The FDA approval of the IND allows Immutep to initiate its planned AIPAC-002 Phase I clinical study in metastatic breast cancer (MBC) patients. Immutep will commence the study, subject to the completion of other preparatory steps and pending positive results from its larger AIPAC Phase IIb study, which are expected to be reported by the end of March 2020.

Immutep CEO, Marc Voigt stated: “Receiving our second IND approval for efti from the FDA is a crucial step forward for Immutep. The IND allows us to initiate, effectively, a small bridging study called AIPAC-002 that enables us to further interact with the FDA in terms of efti in metastatic breast cancer. The results of our larger AIPAC trial will be reported this month. If they are positive, we will proceed with the final preparations and more importantly, will advance our discussions with regulators in order to make key strategic decisions about efti.”

Overview of AIPAC-002

AIPAC-002 is a Phase I trial evaluating efti in combination with a taxane-based standard of care chemotherapy, called paclitaxel, in 24 patients with MBC in the US and the EU to boost the T-cell immune responses against tumours. This is the same combination therapy being investigated in Immutep’s Phase IIb AIPAC study. The trial forms part of Immutep’s strategy to expedite the possible use of efti for MBC patients in the US. 

The IND application allows Immutep to ship efti across US state borders to US clinical investigators participating in the AIPAC-002 clinical study.

About Immutep

Immutep is a globally active biotechnology company that is a leader in the development of LAG-3 related immunotherapeutic products for the treatment of cancer and autoimmune disease. Immutep is dedicated to leveraging its technology and expertise to bring innovative treatment options to market for patients and to maximize value to shareholders. Immutep is listed on the Australian Securities Exchange (IMM), and on the NASDAQ (IMMP) in the United States.

Immutep’s current lead product candidate is eftilagimod alpha (“efti” or “IMP321”), a soluble LAG-3 protein (LAG-3Ig) based on the LAG-3 immune control mechanism. This mechanism plays a vital role in the regulation of the T cell immune response. Efti is currently in a Phase IIb clinical trial as a chemoimmunotherapy for metastatic breast cancer termed AIPAC; a Phase II clinical trial being conducted in collaboration with Merck & Co., Inc., Kenilworth, NJ, USA (known as “MSD” outside the United States and Canada) referred to as TACTI-002 (Two ACTive Immunotherapies) to evaluate a combination of efti with KEYTRUDA(R) (or  pembrolizumab,  an  anti-PD-1  therapy) in several different solid tumours (clinicaltrials.gov identifier NCT03625323); a Phase I clinical trial being conducted in collaboration with Merck KGaA, Darmstadt, Germany and Pfizer Inc. referred to as INSIGHT-004 to evaluate a combination of efti with avelumab (clinical trials.gov identifier NCT03252938); and a Phase I combination therapy trial in metastatic melanoma termed TACTI-mel (clinicaltrials.gov identifier NCT02676869).  

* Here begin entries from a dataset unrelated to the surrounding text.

//! Property-based tests for the F1AP domain value codec and transactions

#[cfg(test)]
mod tests {
    use bitvec::prelude::*;
    use proptest::prelude::*;
    use std::collections::HashSet;

    use crate::builder;
    use crate::codec::{AperCodec, PduCodec};
    use crate::ie::*;
    use crate::parser::{decode_f1ap_pdu, F1apMessage};
    use crate::transaction::TransactionCorrelator;
    use crate::types::*;
    use ogs_asn1c::f1ap::ies::NrNrbIndex;
    use ogs_asn1c::f1ap::types::ProcedureCode;

    fn plmn_strategy() -> impl Strategy<Value = PlmnId> {
        prop_oneof![
            (0u16..=999, 0u16..=99).prop_map(|(mcc, mnc)| PlmnId::new(mcc, mnc, 2)),
            (0u16..=999, 0u16..=999).prop_map(|(mcc, mnc)| PlmnId::new(mcc, mnc, 3)),
        ]
    }

    proptest! {
        #![proptest_config(ProptestConfig::with_cases(100))]

        #[test]
        fn prop_plmn_roundtrip(plmn in plmn_strategy()) {
            let bytes = plmn_to_bytes(&plmn).unwrap();
            prop_assert_eq!(plmn_from_bytes(&bytes).unwrap(), plmn);
        }

        #[test]
        fn prop_cell_identity_roundtrip(nr_cellid in 0u64..=NR_CELL_IDENTITY_MAX) {
            let bytes = nr_cell_identity_to_bytes(nr_cellid).unwrap();
            prop_assert_eq!(bytes[4] & 0x0F, 0);
            let bits = bytes.view_bits::<Msb0>();
            prop_assert_eq!(
                nr_cell_identity_from_bits(&bits[..NR_CELL_IDENTITY_BITS]),
                nr_cellid
            );
        }

        #[test]
        fn prop_cell_identity_over_36_bits_rejected(nr_cellid in (NR_CELL_IDENTITY_MAX + 1)..) {
            prop_assert!(nr_cell_identity_to_bytes(nr_cellid).is_err());
        }

        #[test]
        fn prop_tac_roundtrip(tac in 0u32..=0xFF_FFFF) {
            prop_assert_eq!(tac_from_bytes(&tac_to_bytes(tac).unwrap()).unwrap(), tac);
        }

        #[test]
        fn prop_nrb_table_bijection(index in 0usize..NRB_TABLE.len()) {
            let nrb = NRB_TABLE[index];
            let encoded = nrb_to_index(nrb, BandwidthPolicy::Strict).unwrap();
            prop_assert_eq!(encoded, NrNrbIndex(index as u8));
            prop_assert_eq!(nrb_from_index(encoded).unwrap(), nrb);
        }

        #[test]
        fn prop_nrb_outside_table(nrb in any::<u16>()) {
            prop_assume!(!NRB_TABLE.contains(&nrb));
            prop_assert!(nrb_to_index(nrb, BandwidthPolicy::Strict).is_err());
            prop_assert_eq!(
                nrb_to_index(nrb, BandwidthPolicy::FallbackToFirst).unwrap(),
                NrNrbIndex(0)
            );
        }

        #[test]
        fn prop_transaction_ids_unique_until_completed(n in 1usize..=256) {
            let correlator = TransactionCorrelator::new();
            let ids: Vec<_> = (0..n)
                .map(|_| correlator.allocate(ProcedureCode::F1_SETUP).unwrap())
                .collect();
            let unique: HashSet<_> = ids.iter().copied().collect();
            prop_assert_eq!(unique.len(), n);

            let first = ids[0];
            correlator.complete(first, ProcedureCode::F1_SETUP).unwrap();
            prop_assert!(!correlator.is_in_flight(first));
            prop_assert_eq!(correlator.in_flight(), n - 1);
        }

        #[test]
        fn prop_setup_request_header_roundtrip(
            transaction_id in any::<u8>(),
            gnb_du_id in 0u64..=NR_CELL_IDENTITY_MAX,
            rrc in any::<[u8; 3]>(),
        ) {
            let request = F1SetupRequest {
                transaction_id,
                gnb_du_id,
                gnb_du_name: None,
                served_cells: vec![],
                rrc_version: RrcVersion(rrc),
                bandwidth_policy: BandwidthPolicy::Strict,
            };
            let pdu = builder::build_f1_setup_request(&request).unwrap();
            let bytes = AperCodec.encode(&pdu).unwrap();
            match decode_f1ap_pdu(&bytes).unwrap() {
                F1apMessage::F1SetupRequest(decoded) => prop_assert_eq!(decoded, request),
                other => prop_assert!(false, "unexpected {:?}", other),
            }
        }
    }
}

Additional LAG-3 products, including antibodies, for immune response modulation in autoimmunity and cancer are being developed by Immutep’s large pharmaceutical partners. Immutep is also developing an agonist of LAG-3 (IMP761) for autoimmune disease.

Further information can be found on the Company’s website www.immutep.com.

This announcement was authorised for release by the board of Immutep Limited.